At the El Paso Museum of Art, a slate of binational projects blurs everyday logistics with ever-intensifying border politics.

EL PASO—At the El Paso Museum of Art, Bernadette Ramos describes registrars as “the conscience of the museum.” The description sounds surprisingly moral for a role associated with the documentation, insurance, and care of artworks as they travel in and out of museums. But in a Texas border city shaped by customs inspections, immigration checkpoints, and periodic threats of border closures, the movement of art that registrars oversee becomes inseparable from the politics of immigration.
As registrar and collections manager at El Paso Museum of Art, Ramos has spent the last five years supervising the care of more than 7,000 objects while coordinating loans, shipping logistics, and international customs forms with her team of preparators. When artworks cross between the United States and Mexico—as they regularly do at EPMA—every material, declared value, and transport condition must be accounted for before a painting even reaches the gallery wall. For museums near major art capitals, many of these logistics unfold far from international ports of entry. In El Paso, they take shape within one of the most heavily policed border regions in the world.

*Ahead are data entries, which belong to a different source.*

//! WebSocket upgrade + message loop. Each client message is parsed as JSON
//! and forwarded to core logic; every request gets exactly one reply. The
//! socket is split so session events (question advances, completion) can be
//! pushed while the read half waits.

use std::sync::Arc;

use axum::{
  extract::{
    ws::{Message, WebSocket},
    State, WebSocketUpgrade,
  },
  response::IntoResponse,
};
use futures_util::stream::{SplitSink, StreamExt};
use futures_util::SinkExt;
use tokio::sync::mpsc;
use tracing::{debug, error, info, instrument};

use crate::logic::*;
use crate::protocol::{
  to_out, ClientWsMessage, QuestionAdvancedOut, ServerWsMessage, SessionCompletedOut,
};
use crate::state::{AppState, SessionEvent};

#[instrument(level = "info", skip(state))]
pub async fn ws_upgrade(ws: WebSocketUpgrade, State(state): State<Arc<AppState>>) -> impl IntoResponse {
  info!(target: "makhraj_backend", "WebSocket upgrade requested");
  ws.on_upgrade(move |socket| handle_ws(socket, state))
}

#[instrument(level = "info", skip(socket, state))]
async fn handle_ws(socket: WebSocket, state: Arc<AppState>) {
  info!(target: "makhraj_backend", "WebSocket connected");
  let (mut sink, mut stream) = socket.split();
  let (events_tx, mut events_rx) = mpsc::unbounded_channel::<SessionEvent>();
  // Sessions this socket started; abandoned for it on disconnect.
  let mut sessions_started: Vec<String> = Vec::new();

  loop {
    tokio::select! {
      incoming = stream.next() => {
        let Some(Ok(msg)) = incoming else { break };
        match msg {
          Message::Text(txt) => {
            // Parse, dispatch, serialize response.
            let reply_msg = match serde_json::from_str::<ClientWsMessage>(&txt) {
              Ok(incoming) => {
                debug!(target: "makhraj_backend", kind = incoming.name(), "WS message received");
                handle_client_ws(incoming, &state, &events_tx, &mut sessions_started).await
              }
              Err(e) => ServerWsMessage::Error { message: format!("Invalid JSON: {}", e) },
            };
            if !send_ws(&mut sink, &reply_msg).await {
              break;
            }
          }
          Message::Ping(payload) => { let _ = sink.send(Message::Pong(payload)).await; }
          Message::Close(_) => break,
          _ => {}
        }
      }
      event = events_rx.recv() => {
        // recv cannot yield None while we hold a sender.
        let Some(event) = event else { break };
        let push = match event {
          SessionEvent::Advanced { session_id, index, total, question } => {
            ServerWsMessage::QuestionAdvanced(QuestionAdvancedOut {
              session_id,
              index,
              total_questions: total,
              question: to_out(&question),
            })
          }
          SessionEvent::Completed { session_id, summary } => {
            ServerWsMessage::SessionCompleted(SessionCompletedOut { session_id, summary })
          }
        };
        if !send_ws(&mut sink, &push).await {
          break;
        }
      }
    }
  }

  teardown_sessions(&state, &sessions_started).await;
  info!(target: "makhraj_backend", "WebSocket disconnected");
}

/// Serialize and send one message. False means the socket is gone.
async fn send_ws(sink: &mut SplitSink<WebSocket, Message>, msg: &ServerWsMessage) -> bool {
  let out = serde_json::to_string(msg).unwrap_or_else(|e| {
    serde_json::json!({ "type": "error", "message": format!("Serialization error: {}", e) }).to_string()
  });
  if let Err(e) = sink.send(Message::Text(out)).await {
    error!(target: "makhraj_backend", error = %e, "WS send error");
    return false;
  }
  true
}

#[instrument(level = "info", skip_all, fields(kind = msg.name()))]
async fn handle_client_ws(
  msg: ClientWsMessage,
  state: &Arc<AppState>,
  events: &mpsc::UnboundedSender<SessionEvent>,
  sessions_started: &mut Vec<String>,
) -> ServerWsMessage {
  match msg {
    ClientWsMessage::Ping => ServerWsMessage::Pong,

    ClientWsMessage::StartSession { lesson } => {
      match start_session(state, lesson, Some(events.clone())).await {
        Ok(out) => {
          sessions_started.push(out.session_id.clone());
          info!(target: "quiz", session_id = %out.session_id, lesson = %out.lesson, "WS session started");
          ServerWsMessage::SessionStarted(out)
        }
        Err(kind) => ServerWsMessage::SessionFailed {
          kind,
          message: kind.user_message().to_string(),
        },
      }
    }

    ClientWsMessage::SubmitAnswer { session_id, option_id, value, text } => {
      match parse_submission(option_id, value, text) {
        Ok(answer) => match submit_answer(state, &session_id, answer).await {
          Ok(out) => {
            info!(target: "quiz", %session_id, correct = out.correct, "WS submit_answer evaluated");
            ServerWsMessage::AnswerFeedback(out)
          }
          Err(e) => ServerWsMessage::Error { message: e.to_string() },
        },
        Err(message) => ServerWsMessage::Error { message },
      }
    }

    ClientWsMessage::SubmitVoice { session_id, audio_base64, mime, sample_rate } => {
      match submit_voice(state, &session_id, &audio_base64, &mime, sample_rate).await {
        Ok(VoiceReply::Feedback(out)) => {
          info!(target: "quiz", %session_id, correct = out.correct, "WS submit_voice evaluated");
          ServerWsMessage::AnswerFeedback(out)
        }
        Ok(VoiceReply::Rejected(out)) => {
          info!(target: "quiz", %session_id, kind = ?out.kind, "WS submit_voice rejected");
          ServerWsMessage::VoiceRejected(out)
        }
        Err(e) => ServerWsMessage::Error { message: e.to_string() },
      }
    }

    ClientWsMessage::CaptureError { session_id, error } => {
      match capture_failure(state, &session_id, &error).await {
        Ok(out) => ServerWsMessage::VoiceRejected(out),
        Err(e) => ServerWsMessage::Error { message: e.to_string() },
      }
    }

    ClientWsMessage::GetState { session_id } => match session_state(state, &session_id).await {
      Ok(out) => ServerWsMessage::SessionState(out),
      Err(e) => ServerWsMessage::Error { message: e.to_string() },
    },

    ClientWsMessage::AbandonSession { session_id } => {
      match abandon_session(state, &session_id).await {
        Ok(summary) => {
          sessions_started.retain(|id| id != &session_id);
          info!(target: "quiz", %session_id, "WS session abandoned");
          ServerWsMessage::SessionCompleted(SessionCompletedOut { session_id, summary })
        }
        Err(e) => ServerWsMessage::Error { message: e.to_string() },
      }
    }
  }
}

Mexican artists, Ramos says, often come to her with “stories about the border wall being a barrier…It prevents them from being able to show artwork” in the U.S. That reality becomes especially visible during the Border Biennial, the recurring exhibition organized collaboratively between institutions in El Paso and Ciudad Juárez. The 2024 edition included fifty artists, making it the largest iteration Ramos had worked on. “It was the hardest task I’ve ever had to do,” she says. The exhibition required coordination between artists, registrars, shippers, border agents, and even foreign dignitaries to ensure the safe and swift movement of works across the border. As the 2026 edition of the biennial approaches in September, Ramos emphasizes that institutional partnerships in Juárez are essential to the eight-year-old series’ success. “Juárez museums and the Mexican Consulate have always supported us in being able to bring over goods,” she explains, describing the collaboration as central to sustaining cross-border cultural exchange.
[Ramos positions] the international movement of art alongside the familial ties that bind our twin cities.
Ramos’s workload extends far beyond coordinating shipments. She helps artists navigate packing requirements, installation documentation, and customs paperwork—tasks many emerging artists have never encountered before. “That’s not even something that you really learn in art school,” she says, referring to the practical knowledge required to exhibit work. “How to submit something to the museum or how to do a checklist or what information a museum needs to be able to hang something.” In this sense, registrars often bridge emerging artists and institutions, helping artists establish themselves without assuming equal access to professional knowledge.
While EPMA has largely avoided major customs complications—due in no small part to deeply honed local expertise—Ramos describes hearing “horror stories” from other registrars navigating international checkpoints where customs inspections damaged fragile artworks. In other cases, border closures and shifting restrictions have threatened to delay or complicate international movement altogether. Reflecting on the pandemic years and intensified border controls, Ramos recalls her efforts to maintain the museum’s binational ties against all odds. “Artists weren’t able to come over to see family, or they weren’t able to take their artwork over,” she says, positioning the international movement of art alongside the familial ties that bind our twin cities.
In El Paso, those logistical concerns are compounded by the realities of working far from major art infrastructure hubs. Specialized fine-art shipping and crating services are limited in the region, forcing museum workers to rely heavily on institutional collaboration and local professional networks. As the only American Alliance of Museums-accredited museum within roughly 200 miles, EPMA has also become an important resource for larger institutions seeking regional expertise on transporting artwork and exhibiting artists across the Southwest. “Other museums reach out to see what our resources are,” Ramos says, describing a request from the Whitney Museum of American Art for assistance locating collections professionals in the area.
An artist working in printmaking and aerosol herself, Ramos sees herself as a cultural ambassador of the border region. She views the movement of artwork between El Paso and Ciudad Juárez as a way of keeping the cultural arteries between both cities open despite the deep asymmetries shaping movement across the border. Registrars, she says, are “the ones that take these ideas and figure out how to make them happen.” When I asked what she was most excited for in the coming year, Ramos pointed to the 2026 Border Biennial and the recent reinstallation of EPMA’s permanent collection. As Ramos and her team approach these institution-defining shows and border enforcement policies shift the ground under their feet, Ramos remains steadfast in her commitment to binational artists, whether it means sharing resources through cross-border partnerships, adapting exhibitions to become more mobile, or bringing EPMA programming directly to audiences in Juárez: “If they can’t come over here,” she said, “then I’m making sure that we’re going over to them.”